I was then reminded of why I needed to transfer to another UP unit (Manila) after having learned that I got accepted in UP Los Banos; of why I needed to take an additional 6 units of subjects outside my curriculum – I was in the BA Development Studies (BA DevStud) program initially – in order to align my subjects with that of BS Speech Pathology (BS SP), even when I wasn’t sure that I was going to make it; of why I needed to shift from BA DevStud to BS SP (this is it!); of why, one day, I found myself sitting in front of Dr. Joyce Marzan and Professor Joane Rabang-Mata, who asked me the most basic question in the application process: Why do I want to be a Speech Pathologist?
So I headed home.
I chose BS Speech Pathology because my 20-year-old brother was diagnosed with Autism when he was 3. My entire family was left dumbfounded, clueless and helpless all at once. “Broken” was an understatement. But God is great! He led us to the right professionals, to the right team. The journey doesn’t always come easy, though. There was only one Speech Pathologist in Batangas at that time and her clinic was 1 hour away. Other kids going to therapy experienced the same plight of a 1-hour commute just to receive the much-needed services. This was when I made up my mind that, should God lead ever me to a path in becoming a Speech Pathologist, I’ll be practicing my profession in Batangas.
And then I got home.
I worked full-time in two different settings: in a school and in a clinic. My very first patient was a neighbor, the son of a family friend. As a “probinsya therapist”, I found myself shaped into a better person. I was humbled and became more grounded. I witnessed families of children celebrating joys and successes. I fondly remember handling one kid who would constantly speak to me in his most fluent Batangenyo accent that I had to use “puntahe” and “pumarine” instead of “go to” and “come here”.
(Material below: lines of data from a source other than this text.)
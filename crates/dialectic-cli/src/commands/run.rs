//! Run command - Conduct a debate
//!
//! Usage:
//! ```bash
//! dialectic run "Remote work improves productivity" --rounds 2 --output debate.json
//! dialectic run "Tabs beat spaces" --mock --sequential
//! ```

use anyhow::{Context, Result};
use clap::Args;
use colored::Colorize;
use std::path::PathBuf;
use std::sync::Arc;

use dialectic_debate::{DebateConfig, DebateError, DebateOrchestrator, ExecutionMode};
use dialectic_llm::{global_metrics, LlmConfig, MockProvider};

use super::show::print_record;
use crate::{print_error, print_info, print_success, print_warning};

/// Arguments for the run command
#[derive(Args)]
pub struct RunArgs {
    /// Topic or proposition to debate
    topic: String,

    /// Number of rounds
    #[arg(long, short = 'r')]
    rounds: Option<u32>,

    /// Model used by all three agents
    #[arg(long, short = 'm')]
    model: Option<String>,

    /// Sampling temperature
    #[arg(long, short = 't')]
    temperature: Option<f32>,

    /// Token cap per agent response
    #[arg(long)]
    max_tokens: Option<u32>,

    /// Let agent A finish before agent B starts
    #[arg(long)]
    sequential: bool,

    /// File containing custom judging criteria
    #[arg(long, value_name = "FILE")]
    criteria_file: Option<PathBuf>,

    /// Write the transcript to this file
    #[arg(long, short = 'o', value_name = "FILE")]
    output: Option<PathBuf>,

    /// Use offline mock agents instead of a real provider
    #[arg(long)]
    mock: bool,

    /// Print call metrics after the debate
    #[arg(long)]
    metrics: bool,
}

/// Run the run command
pub async fn run(args: RunArgs) -> Result<()> {
    let llm = LlmConfig::load().context("Failed to load provider configuration")?;
    let config = build_config(&args).await?;
    tracing::debug!(?config, mock = args.mock, "Resolved debate configuration");

    let mut orchestrator = if args.mock {
        DebateOrchestrator::new(
            config,
            Arc::new(MockProvider::smart()),
            Arc::new(MockProvider::smart()),
            Arc::new(MockProvider::smart()),
        )?
    } else {
        DebateOrchestrator::from_llm_config(config, &llm)
            .context("Failed to set up debate agents")?
    };

    let config = orchestrator.config();
    println!("{}", "⚖ Dialectic Debate".bold().cyan());
    println!("{}", "═".repeat(50).cyan());
    println!("  {} {}", "Topic:".dimmed(), args.topic.trim().bold());
    println!(
        "  {} {} rounds, {} ({}), temperature {}",
        "Setup:".dimmed(),
        config.num_rounds,
        config.model_name.green(),
        config.execution_mode,
        config.temperature
    );
    println!();

    let outcome = orchestrator.conduct_debate(&args.topic).await;

    let saved_to = match &args.output {
        Some(path) => match orchestrator.save_debate_record(path).await {
            Ok(()) => Some(path),
            Err(DebateError::NoDebate) => None,
            Err(e) => {
                print_warning(&format!("Could not save transcript: {}", e));
                None
            }
        },
        None => None,
    };

    if args.metrics {
        println!("{}", global_metrics().snapshot().to_prometheus());
    }

    match outcome {
        Ok(_) => {
            let record = orchestrator.debate_record()?;
            print_record(&record, false);
            if let Some(path) = saved_to {
                print_success(&format!("Transcript saved to {}", path.display()));
            }
            Ok(())
        }
        Err(e) => {
            print_error(&format!("Debate failed: {}", e));
            if let DebateError::AgentFailed { .. } = &e {
                print_info(&format!(
                    "{} complete round(s) were recorded before the failure",
                    e.completed_rounds()
                ));
                if let Some(path) = saved_to {
                    print_info(&format!("Partial transcript saved to {}", path.display()));
                }
            }
            Err(e.into())
        }
    }
}

/// Environment defaults overridden by command-line flags
async fn build_config(args: &RunArgs) -> Result<DebateConfig> {
    let mut config = DebateConfig::from_env();

    if let Some(rounds) = args.rounds {
        config = config.with_rounds(rounds);
    }
    if let Some(model) = &args.model {
        config = config.with_model(model);
    }
    if let Some(temperature) = args.temperature {
        config = config.with_temperature(temperature);
    }
    if let Some(max_tokens) = args.max_tokens {
        config = config.with_max_tokens(max_tokens);
    }
    if args.sequential {
        config = config.with_execution_mode(ExecutionMode::Sequential);
    }
    if let Some(path) = &args.criteria_file {
        let criteria = tokio::fs::read_to_string(path)
            .await
            .with_context(|| format!("Failed to read criteria file: {}", path.display()))?;
        config = config.with_judge_criteria(&criteria);
    }

    Ok(config)
}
Stories of victories over the struggles were the ones which marked deeply, though, such as when I received a simple token one time after a day’s hard work: a “bilao” of hand-picked vegetables from a backyard. One family had to sell their cow in order to send their child to the center for speech and language intervention. One kid even had to take regular ferry rides from Mindoro to Batangas every Saturday just to see me for therapy. Being the only Speech Pathologist in Western Batangas, some of my other kids had to commute for 2 hours to receive speech and language services. There are times when I would have to schedule arrangements with some kids who could only come to therapy once a month or once every 2 or 3 months because of either financial or geographic constraints – not to mention other internal family issues.
And I am home.
Establishing the Speech Pathology profession – as well as all other allied medical professions – in the province might be a long road to trek, but the fruits reaped are sweet and fulfilling. I know that my job as a Speech Pathologist does not end with working just with the child alone. It branches out into educating family members, into promoting awareness in the local community at the grassroots level, and into advocating for my clients’ rights and privileges. With the help of my sister (an Occupational Therapist), I conducted free seminars to teachers and families in the community. It even came to a point where we had to talk to the classmates and teachers of one adolescent with Autism who was constantly bullied in school. In order to get the community to know these wonderful kids better, I would render visits to different establishments, riding local transportation vehicles – even befriending the whole barangay! It all comes as a process and, as family and community empowerment becomes instilled, one also begins to experience the overflowing and genuine love coming from the people around. Parents and caregivers would make improvised hand-sewn weighted vests and would learn how to customize tools and materials for their children. Stories would be exchanged about better relationships among siblings, and of increased acceptance among people. More than the progress in a child’s speech and language skills (or any aspect of development, at that matter), families would always long for empathy, where you put yourself in their shoes and to walk with them; to celebrate their successes; to understand their struggles; and to cope up with the differences of each family member.
This narration of my journey finds its cause in my heartfelt wish to encourage Speech Pathologists hailing from provinces (especially those from the Visayas and Mindanao regions) to return home because you are needed there. It may be a difficult transition that takes a whole lot of perspective to think about but, I promise you, it will be worth it. We may have different options, different choices or we may fight for different advocacies but I do hope one of those choices would include you advocating for the practice of Speech Pathology in your own province.
Here, where I am, I have learned much more than what I had hoped for in imparting myself with these children, their siblings, their parents, and their families. And I will persist – because every family I’ve met became an extension of who I am as a Speech Pathologist, as a sibling of a child with special needs and as a local community member who aspires for an accepting and loving environment for these children.
With all these, I stayed home and I hope and pray that you would, too!